Re: Converting MBCS project to UNICODE compliant.. Pros and Cons

From:
Ulrich Eckhardt <eckhardt@satorlaser.com>
Newsgroups:
microsoft.public.vc.language
Date:
Wed, 04 Feb 2009 09:27:54 +0100
Message-ID:
<c50o56-4rf.ln1@satorlaser.homedns.org>
sachin wrote:

using TCHAR or _T will only help to save code modification time when you
switch back to ASCII. in my case i will never go back to ASCII version as
internationalization is basic requirement . My concern was should switch
all my data structure into wstring or WCHAR ? or should i do it
selectively only for needed business object classes .
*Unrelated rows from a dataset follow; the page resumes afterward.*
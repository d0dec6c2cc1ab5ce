// ABOUTME: Credential persistence interface plus in-memory and SQLite backends.
// ABOUTME: Stores only ever receive records that already passed validation.

mod memory;
mod sqlite;

pub use memory::MemoryStore;
pub use sqlite::SqliteStore;

use crate::credential::{CredentialCreate, KeychainCredential};
use crate::error::Result;
use async_trait::async_trait;

/// Create/update/delete/query over credential records keyed by integer id.
#[async_trait]
pub trait CredentialStore: Send + Sync {
    /// Insert a new record and return its id.
    ///
    /// # Errors
    /// `KeychainError::NameTaken` if the name is already in use.
    async fn insert(&self, credential: &CredentialCreate) -> Result<i64>;

    /// Replace the record with `credential.id`.
    ///
    /// # Errors
    /// `KeychainError::NotFound` if no such record exists.
    async fn update(&self, credential: &KeychainCredential) -> Result<()>;

    /// Delete a record, returning whether it existed.
    async fn delete(&self, id: i64) -> Result<bool>;

    async fn get(&self, id: i64) -> Result<Option<KeychainCredential>>;

    async fn find_by_name(&self, name: &str) -> Result<Option<KeychainCredential>>;

    /// All records ordered by id.
    async fn list(&self) -> Result<Vec<KeychainCredential>>;
}
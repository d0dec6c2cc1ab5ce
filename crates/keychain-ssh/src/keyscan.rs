// ABOUTME: Remote host key scanning via ssh-keyscan.
// ABOUTME: Reduces multi-line scan output to the last reported "<type> <key>" entry.

use crate::error::{Result, SshError};
use crate::tool::{run_tool, SshTools};
use std::ffi::OsString;

/// Scans remote SSH endpoints for their host keys.
#[derive(Debug, Clone, Default)]
pub struct HostKeyScanner {
    tools: SshTools,
}

impl HostKeyScanner {
    pub fn new(tools: SshTools) -> Self {
        Self { tools }
    }

    /// Scan `host:port`, giving up after `timeout_secs` (enforced by ssh-keyscan).
    ///
    /// # Errors
    /// Returns `SshError::ToolFailed` with ssh-keyscan's stderr on a non-zero exit,
    /// or `SshError::NoHostKeys` when nothing was reported.
    pub async fn scan(&self, host: &str, port: u16, timeout_secs: u64) -> Result<String> {
        let args: [OsString; 5] = [
            "-p".into(),
            port.to_string().into(),
            "-T".into(),
            timeout_secs.to_string().into(),
            host.into(),
        ];

        let stdout = run_tool(&self.tools.ssh_keyscan, args)
            .await?
            .into_stdout()?;

        let key = parse_keyscan_output(&stdout)?;
        tracing::debug!(host = %host, port, key_type = key.split(' ').next().unwrap_or(""), "scanned host key");
        Ok(key)
    }

    /// See [`parse_keyscan_output`].
    pub fn parse(&self, raw: &str) -> Result<String> {
        parse_keyscan_output(raw)
    }
}

/// Reduce scan-style text to one canonical key line.
///
/// Empty lines and `"# "` commentary are dropped; the last remaining line is
/// returned without its leading hostname token.
///
/// # Errors
/// Returns `SshError::NoHostKeys` when no key line remains, or when the last
/// remaining line carries nothing after the hostname (a bare hostname or a
/// whitespace-only line). An empty key is never returned.
pub fn parse_keyscan_output(raw: &str) -> Result<String> {
    let last = raw
        .split('\n')
        .map(|line| line.trim_end_matches('\r'))
        .filter(|line| !line.is_empty() && !line.starts_with("# "))
        .last()
        .ok_or(SshError::NoHostKeys)?;

    let key = last.split_whitespace().skip(1).collect::<Vec<_>>().join(" ");
    if key.is_empty() {
        return Err(SshError::NoHostKeys);
    }
    Ok(key)
}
Make a decision what kind of string type you actually need. For UI texts,
that would be Unicode and using WCHAR with a UTF-16 encoding actually does
the job mostly. I say mostly, because there are e.g. 'surrogate pairs' that
are not as easily handled under UTF-16, but if you are not modifying
strings that should not be an issue.

For example :
I have STD::map<int, string> where string is a hash Code of some files
now we do not need to keep this map in unicode version std::map<int,
wstring> because hash value will always be within 0 - F ( ASCII )
this table to huge in size ( say for all the files which i am crawling
from desktop machine ) Should i keep this in ASCII form or converting
it to Unicode string wont eat much memory ?


I don't think you will die from converting it to WCHAR, but the data
structure doesn't require it, so stay with the most simple of solutions
i.e. std::string. If that table is really that huge, you might actually
benefit from using a fixed-size char array, because
1. it fits the requirements (I guess)
2. it avoids dynamic allocations which are expensive both in terms of memory
overhead and computational time
3. it avoids dereferencing a pointer, which puts higher load on your CPU to
memory interface.
However, those are optimisations.

"I did notice files that I saved to disk got larger [...]"

This is a result of not making a decision on the file format but rather
dumping in-memory structures to disk as they are.

"[...] so I typically convert to and from UTF-8 when writing text files."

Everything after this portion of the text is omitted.